Alors oui, il y a Kate Beckinsale et, comme sur tous les films de plateforme, le nom en haut de l’affiche est le principal argument. C’est même bien souvent le seul. Mais pas ici. "Jolt" ne va pas chercher son élément clé bien loin, c’est indéniable. Un personnage au trouble neurologique qui lui donne des excès de colère qui décuple ses forces, ce n’est pas inédit. En revanche, alors que le personnage principal ne cesse de vouloir cacher ses aptitudes, le scénario du film n’est pas un chemin entièrement balisé.
Un choix qui fait plaisir, tant les créations originales des plateformes ont tendance à prendre le spectateur par la main. Sans être dans la complexité, "Jolt" ne propose pas un récit linéaire. Quelques phrases insignifiantes au premier abord vont revenir à la fin du récit. Ce n’est peut-être pas grand-chose, mais ça démontre une volonté d’avoir un récit plus recherché qu’il le laisse paraître. D’ailleurs l’affiche et le titre du film donnent dès le départ des apparences trompeuses. Ils laissent entrevoir un personnage survolté par des chocs électriques comme Jason Statham dans "Hyper tension". En réalité, les chocs électriques ont un tout autre objectif.
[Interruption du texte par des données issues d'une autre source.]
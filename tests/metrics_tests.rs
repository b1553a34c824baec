//! Metric bindings: gauge naming and side-effect publication.

use std::sync::Arc;

use memtally::{Error, InMemoryMetrics, MemTracker};

fn gauge_value(metrics: &InMemoryMetrics, name: &str) -> i64 {
    metrics
        .get(name)
        .unwrap_or_else(|| panic!("gauge '{}' not registered", name))
        .value()
}

#[test]
fn test_register_publishes_expected_names() {
    let metrics = InMemoryMetrics::new();
    let tracker = MemTracker::new(100, "q0", None);
    tracker.register_metrics(&metrics, "q0").unwrap();

    assert_eq!(
        metrics.names(),
        vec![
            "q0.bytes-freed-by-last-gc".to_string(),
            "q0.bytes-over-limit".to_string(),
            "q0.consumption".to_string(),
            "q0.limit".to_string(),
            "q0.num-gcs".to_string(),
            "q0.peak-consumption".to_string(),
        ]
    );
    assert_eq!(gauge_value(&metrics, "q0.limit"), 100);
    assert_eq!(gauge_value(&metrics, "q0.consumption"), 0);
    // Sentinels: no GC has run, the limit was never exceeded.
    assert_eq!(gauge_value(&metrics, "q0.bytes-freed-by-last-gc"), -1);
    assert_eq!(gauge_value(&metrics, "q0.bytes-over-limit"), -1);
}

#[test]
fn test_operations_drive_gauges() {
    let metrics = InMemoryMetrics::new();
    let tracker = MemTracker::new(-1, "q1", None);
    tracker.register_metrics(&metrics, "q1").unwrap();

    tracker.consume(400);
    assert_eq!(gauge_value(&metrics, "q1.consumption"), 400);
    assert_eq!(gauge_value(&metrics, "q1.peak-consumption"), 400);

    tracker.release(300);
    assert_eq!(gauge_value(&metrics, "q1.consumption"), 100);
    assert_eq!(gauge_value(&metrics, "q1.peak-consumption"), 400);

    assert!(tracker.try_consume(50));
    assert_eq!(gauge_value(&metrics, "q1.consumption"), 150);
    tracker.release(150);
}

#[test]
fn test_gc_pass_updates_gc_gauges() {
    let metrics = InMemoryMetrics::new();
    let tracker = MemTracker::new(100, "q2", None);
    tracker.register_metrics(&metrics, "q2").unwrap();

    let weak = Arc::downgrade(&tracker);
    tracker.add_gc_callback(move || {
        if let Some(t) = weak.upgrade() {
            t.release(50);
        }
    });

    tracker.consume(110);
    assert!(!tracker.limit_exceeded());

    assert_eq!(gauge_value(&metrics, "q2.num-gcs"), 1);
    assert_eq!(gauge_value(&metrics, "q2.bytes-freed-by-last-gc"), 50);
    assert_eq!(gauge_value(&metrics, "q2.bytes-over-limit"), 10);
    assert_eq!(gauge_value(&metrics, "q2.consumption"), 60);
}

#[test]
fn test_rebinding_is_an_error() {
    let metrics = InMemoryMetrics::new();
    let tracker = MemTracker::new(100, "q3", None);
    tracker.register_metrics(&metrics, "q3").unwrap();

    let err = tracker.register_metrics(&metrics, "q3-again").unwrap_err();
    match err {
        Error::MetricsAlreadyBound { label } => assert_eq!(label, "q3"),
        other => panic!("unexpected error: {other}"),
    }
}
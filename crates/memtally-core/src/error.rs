use thiserror::Error;

/// Canonical result for the accounting crates.
pub type Result<T> = std::result::Result<T, Error>;

#[derive(Debug, Error)]
pub enum Error {
    #[error("invalid accounting configuration: {0}")]
    Config(String),

    #[error("metrics already registered for tracker '{label}'")]
    MetricsAlreadyBound { label: String },
}
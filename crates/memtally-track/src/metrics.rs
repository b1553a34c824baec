//! Metric bindings for trackers, plus a simple in-memory registry.

use std::collections::HashMap;
use std::sync::{Arc, Mutex};

use memtally_core::error::{Error, Result};
use memtally_core::metrics::{Gauge, MetricsRegistry};

use crate::tracker::MemTracker;

/// Gauges a tracker publishes into once bound. Write-only from the tracker's
/// perspective; the registry owns the read side.
pub(crate) struct TrackerMetrics {
    pub(crate) consumption: Arc<Gauge>,
    pub(crate) peak_consumption: Arc<Gauge>,
    pub(crate) limit: Arc<Gauge>,
    /// Number of GC passes run on this tracker.
    pub(crate) num_gcs: Arc<Gauge>,
    /// Bytes reclaimed by the most recent GC pass; -1 before any pass.
    pub(crate) bytes_freed_by_last_gc: Arc<Gauge>,
    /// Bytes over the limit the last time it was found exceeded; -1 if never.
    pub(crate) bytes_over_limit: Arc<Gauge>,
}

impl MemTracker {
    /// Publish this tracker's state under `<prefix>.<field>` names. After
    /// registration the gauges follow the tracker as side effects of the
    /// accounting operations. Binding the same tracker twice is an error.
    pub fn register_metrics(&self, registry: &dyn MetricsRegistry, prefix: &str) -> Result<()> {
        let bindings = TrackerMetrics {
            consumption: registry.gauge(&format!("{}.consumption", prefix)),
            peak_consumption: registry.gauge(&format!("{}.peak-consumption", prefix)),
            limit: registry.gauge(&format!("{}.limit", prefix)),
            num_gcs: registry.gauge(&format!("{}.num-gcs", prefix)),
            bytes_freed_by_last_gc: registry.gauge(&format!("{}.bytes-freed-by-last-gc", prefix)),
            bytes_over_limit: registry.gauge(&format!("{}.bytes-over-limit", prefix)),
        };
        bindings.limit.set(self.limit());
        bindings.bytes_freed_by_last_gc.set(-1);
        bindings.bytes_over_limit.set(-1);

        self.metrics
            .set(bindings)
            .map_err(|_| Error::MetricsAlreadyBound {
                label: self.label().to_string(),
            })?;
        self.publish_consumption();
        Ok(())
    }
}

/// Name-keyed gauge registry for tests and light embedding. Production
/// deployments adapt their own telemetry stack behind [`MetricsRegistry`].
#[derive(Default)]
pub struct InMemoryMetrics {
    gauges: Mutex<HashMap<String, Arc<Gauge>>>,
}

impl InMemoryMetrics {
    pub fn new() -> Self {
        Self::default()
    }

    pub fn get(&self, name: &str) -> Option<Arc<Gauge>> {
        self.gauges.lock().unwrap().get(name).map(Arc::clone)
    }

    pub fn names(&self) -> Vec<String> {
        let mut names: Vec<String> = self.gauges.lock().unwrap().keys().cloned().collect();
        names.sort();
        names
    }
}

impl MetricsRegistry for InMemoryMetrics {
    fn gauge(&self, name: &str) -> Arc<Gauge> {
        let mut gauges = self.gauges.lock().unwrap();
        Arc::clone(
            gauges
                .entry(name.to_string())
                .or_insert_with(|| Arc::new(Gauge::new())),
        )
    }
}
"Jolt", c’est un film d’action qui repose sur Kate Beckinsale. Mais l’actrice est dans la peau d’un personnage intéressant et au cœur d’un récit qui ne se dévoile pas facilement. Sans être très explosif et impressionnant, c’est un film qui fait le job. Autant dire que "Jolt" est une création originale Amazon honnête dans sa catégorie. C’est aussi un appel du pied fait à Sony Pictures. Une preuve que l’actrice américaine serait capable de jouer à nouveau l’héroïne « badass » au cinéma.